What to do: Print each line from the start of the records below up through the line where "use crate::BrandState;" is found, exactly as given.

Input for this task:

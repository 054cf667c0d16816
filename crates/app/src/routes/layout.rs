use dioxus::prelude::*;
use dioxus_free_icons::icons::ld_icons::{LdMail, LdPhone, LdScale};
use dioxus_free_icons::Icon;

use crate::auth::{sign_out, use_auth, use_auth_client};
use crate::routes::Route;
use crate::BrandState;

/// Header, page body and footer shared by every route.
#[component]
pub fn SiteLayout() -> Element {
    let brand: BrandState = use_context();
    let mut auth = use_auth();
    let client = use_auth_client();
    let profile = brand.profile.read().clone();
    let user = auth.current_user.read().clone();

    rsx! {
        document::Link { rel: "stylesheet", href: asset!("./layout.css") }
        header { class: "site-header",
            Link { to: Route::Home {}, class: "site-brand",
                Icon::<LdScale> { icon: LdScale, width: 22, height: 22 }
                span { "{profile.name}" }
            }
            nav { class: "site-nav",
                Link { to: Route::Home {}, "Home" }
                Link { to: Route::Contact {}, "Contact" }
                if let Some(user) = user {
                    span { class: "site-user", "{user.name}" }
                    button {
                        class: "site-nav-button",
                        r#type: "button",
                        onclick: move |_| {
                            sign_out(&client, &mut auth);
                            navigator().push(Route::Home {});
                        },
                        "Sign out"
                    }
                } else {
                    Link { to: Route::Login {}, "Sign in" }
                    Link { to: Route::Register {}, class: "site-nav-cta", "Get started" }
                }
            }
        }
        main { class: "site-main", Outlet::<Route> {} }
        Footer { brand_name: profile.name.clone(), tagline: profile.tagline.clone() }
    }
}

#[component]
fn Footer(brand_name: String, tagline: String) -> Element {
    rsx! {
        footer { class: "site-footer",
            div { class: "footer-brand",
                p { class: "footer-name", "{brand_name}" }
                p { class: "footer-tagline", "{tagline}" }
            }
            div { class: "footer-links",
                Link { to: Route::Home {}, "Search judgments" }
                Link { to: Route::Contact {}, "Contact sales" }
                Link { to: Route::Register {}, "Create an account" }
            }
            div { class: "footer-contact",
                p { Icon::<LdMail> { icon: LdMail, width: 14, height: 14 } " support@casefinder.in" }
                p { Icon::<LdPhone> { icon: LdPhone, width: 14, height: 14 } " +91 484 400 1200" }
            }
        }
    }
}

Answer section:
repository 054cf667c0d16816
filename crates/app/src/routes/layout.rs
use dioxus::prelude::*;
use dioxus_free_icons::icons::ld_icons::{LdMail, LdPhone, LdScale};
use dioxus_free_icons::Icon;

use crate::auth::{sign_out, use_auth, use_auth_client};
use crate::routes::Route;
use crate::BrandState;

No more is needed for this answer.